This training manual gives both newer and professional pilots a solid foundation in transitioning from a single-engine airplane to the more powerful but trickier multiengine craft. This step-by-step learning process, combined with a flight instructor’s guidance and the included multiengine course outline, will lead to a deeper understanding of what was previously unrecorded flying wisdom. The normal and unusual operations of a multiengine craft are explained, including performance details and instrument flying regulations operations. At every stage, the text is presented as a real flight lesson, making this a perfect companion to the student pilot’s training with an instructor.
David Robson is a career aviator having been nurtured on balsa wood, dope (the legal kind) and tissue paper. He made his first solo flight shortly after his seventeenth birthday, having made his first parachute jump just after his sixteenth. His first job was as a junior draftsman (they weren't persons in those days) at the Commonwealth Aircraft Corporation in Melbourne, Australia. At that time he was also learning to fly de Havilland Chipmunks with the Royal Victorial Aero Club.
He joined the Royal Australian Air Force in 1965 and served for twenty-one years as a fighter pilot and test pilot. He flew over 1,000 hours on Mirages and 500 on Sabres (F-86). He completed the Empire Test Pilots’ course in England in 1972, flying everything from gliders to Lightning fighters and Argosy transport aircraft. He completed a tour in Vietnam as a forward air controller flying the USAF O-2A (Oscar Deuce). In 1972 he was a member of the Mirage formation aerobatic team, the Deltas, which celebrated the RAAF’s 50th anniversary.

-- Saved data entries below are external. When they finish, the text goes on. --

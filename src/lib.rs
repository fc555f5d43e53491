//! Thai regional poem generation.
//!
//! The core flow lives in [`generation`]: a session runs one request
//! against a [`source::PoemSource`] (canned mock or remote
//! generative-language API) and a state holder publishes the request's
//! phase to observers. [`store`] persists favorites, history, and
//! saved keywords behind a minimal key-value contract.

pub mod clipboard;
pub mod config;
pub mod error;
pub mod generation;
pub mod prompt;
pub mod region;
pub mod source;
pub mod store;
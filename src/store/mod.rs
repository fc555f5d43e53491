//! Local persistence for favorites, history, and saved keywords.
//!
//! Everything goes through a minimal key-value contract so the core
//! and its tests can run against an in-memory fake while the CLI uses
//! one JSON document per key on disk.

use std::collections::HashMap;
use std::fs;
use std::path::PathBuf;

use parking_lot::Mutex;
use thiserror::Error;

mod favorites;
mod history;
mod keywords;
mod records;

pub use favorites::{Favorites, SaveResult};
pub use history::History;
pub use keywords::{KeywordBook, KeywordUpdate, MAX_KEYWORDS};
pub use records::PoemRecord;

/// Errors from the persistence layer.
#[derive(Debug, Error)]
pub enum StoreError {
    #[error("Failed to access store at '{path}': {source}")]
    Io {
        path: PathBuf,
        #[source]
        source: std::io::Error,
    },

    #[error("Corrupt store entry '{key}': {source}")]
    Corrupt {
        key: String,
        #[source]
        source: serde_json::Error,
    },
}

/// Minimal key-value contract for local storage.
pub trait KeyValueStore: Send + Sync {
    /// Fetch the stored value for a key, if any.
    fn get(&self, key: &str) -> Result<Option<String>, StoreError>;

    /// Store a value under a key, replacing any previous value.
    fn put(&self, key: &str, value: &str) -> Result<(), StoreError>;
}

/// In-memory store for tests and ephemeral runs.
#[derive(Default)]
pub struct MemoryStore {
    entries: Mutex<HashMap<String, String>>,
}

impl MemoryStore {
    pub fn new() -> Self {
        Self::default()
    }
}

impl KeyValueStore for MemoryStore {
    fn get(&self, key: &str) -> Result<Option<String>, StoreError> {
        Ok(self.entries.lock().get(key).cloned())
    }

    fn put(&self, key: &str, value: &str) -> Result<(), StoreError> {
        self.entries.lock().insert(key.to_string(), value.to_string());
        Ok(())
    }
}

/// File-backed store: one JSON document per key under a data directory.
pub struct FileStore {
    dir: PathBuf,
}

impl FileStore {
    pub fn new(dir: PathBuf) -> Self {
        Self { dir }
    }

    /// Store rooted at the platform data directory
    /// (`~/.local/share/kawi` on Linux).
    pub fn at_data_dir() -> Self {
        let data_dir = dirs::data_dir().unwrap_or_else(|| PathBuf::from("."));
        Self::new(data_dir.join("kawi"))
    }

    fn path_for(&self, key: &str) -> PathBuf {
        self.dir.join(format!("{}.json", key))
    }
}

impl KeyValueStore for FileStore {
    fn get(&self, key: &str) -> Result<Option<String>, StoreError> {
        let path = self.path_for(key);
        match fs::read_to_string(&path) {
            Ok(content) => Ok(Some(content)),
            Err(e) if e.kind() == std::io::ErrorKind::NotFound => Ok(None),
            Err(e) => Err(StoreError::Io { path, source: e }),
        }
    }

    fn put(&self, key: &str, value: &str) -> Result<(), StoreError> {
        fs::create_dir_all(&self.dir).map_err(|e| StoreError::Io {
            path: self.dir.clone(),
            source: e,
        })?;
        let path = self.path_for(key);
        fs::write(&path, value).map_err(|e| StoreError::Io { path, source: e })
    }
}

/// Read a JSON array of records under a key, treating a missing key as
/// an empty list.
fn load_records<T: serde::de::DeserializeOwned>(
    store: &dyn KeyValueStore,
    key: &str,
) -> Result<Vec<T>, StoreError> {
    match store.get(key)? {
        Some(raw) => serde_json::from_str(&raw).map_err(|e| StoreError::Corrupt {
            key: key.to_string(),
            source: e,
        }),
        None => Ok(Vec::new()),
    }
}

fn save_records<T: serde::Serialize>(
    store: &dyn KeyValueStore,
    key: &str,
    records: &[T],
) -> Result<(), StoreError> {
    let raw = serde_json::to_string(records).map_err(|e| StoreError::Corrupt {
        key: key.to_string(),
        source: e,
    })?;
    store.put(key, &raw)
}
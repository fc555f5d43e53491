/// Phase of one generation request as seen by the presentation layer.
///
/// Transitions are monotonic for a single request
/// (Idle → Loading → Succeeded | Failed); a new request restarts the
/// sequence at Loading, superseding any prior terminal state.
#[derive(Debug, Clone, PartialEq, Default)]
pub enum GenerationState {
    #[default]
    Idle,
    Loading,
    Succeeded {
        poem: String,
    },
    Failed {
        message: String,
    },
}

impl GenerationState {
    pub fn is_loading(&self) -> bool {
        matches!(self, Self::Loading)
    }

    /// A terminal state ends one request; only a new request moves on.
    pub fn is_terminal(&self) -> bool {
        matches!(self, Self::Succeeded { .. } | Self::Failed { .. })
    }
}
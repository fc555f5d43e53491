use crate::store::records::PoemRecord;
use crate::store::{load_records, save_records, KeyValueStore, StoreError};

const KEY: &str = "favorite_poems";

/// Result of a save attempt.
#[derive(Debug, Clone, Copy, PartialEq, Eq)]
pub enum SaveResult {
    Added,
    /// A record with the exact same poem text already exists.
    AlreadySaved,
}

/// Saved poems, deduplicated by exact poem text.
pub struct Favorites {
    store: Box<dyn KeyValueStore>,
}

impl Favorites {
    pub fn new(store: Box<dyn KeyValueStore>) -> Self {
        Self { store }
    }

    pub fn list(&self) -> Result<Vec<PoemRecord>, StoreError> {
        load_records(self.store.as_ref(), KEY)
    }

    /// Append a record unless an identical poem text is already saved.
    pub fn save(&self, record: PoemRecord) -> Result<SaveResult, StoreError> {
        let mut records = self.list()?;
        if records.iter().any(|r| r.poem == record.poem) {
            return Ok(SaveResult::AlreadySaved);
        }
        records.push(record);
        save_records(self.store.as_ref(), KEY, &records)?;
        Ok(SaveResult::Added)
    }

    pub fn clear(&self) -> Result<(), StoreError> {
        save_records::<PoemRecord>(self.store.as_ref(), KEY, &[])
    }
}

After retiring from the Air Force he became a civilian instructor and lecturer and spent over ten years with the Australian Aviation College, a specialized international school for airline cadet pilots. During 1986-88 he was the editor of the national safety magazine, the Aviation Safety Digest, which won the Flight Safety Foundation's international award. He was recently awarded the Australian Safety Foundation’s Certificate for Air Safety.
David holds an ATP license and instructor’s rating. His particular ambition is to see the standard of flight and ground instruction improved and for aviation instruction to be recognized as a career and be adequately rewarded.
David Robson served for 21 years as a fighter pilot and test pilot with the Royal Australian Air Force. He has been a flight instructor, lecturer, and editor of the Aviation Safety Digest.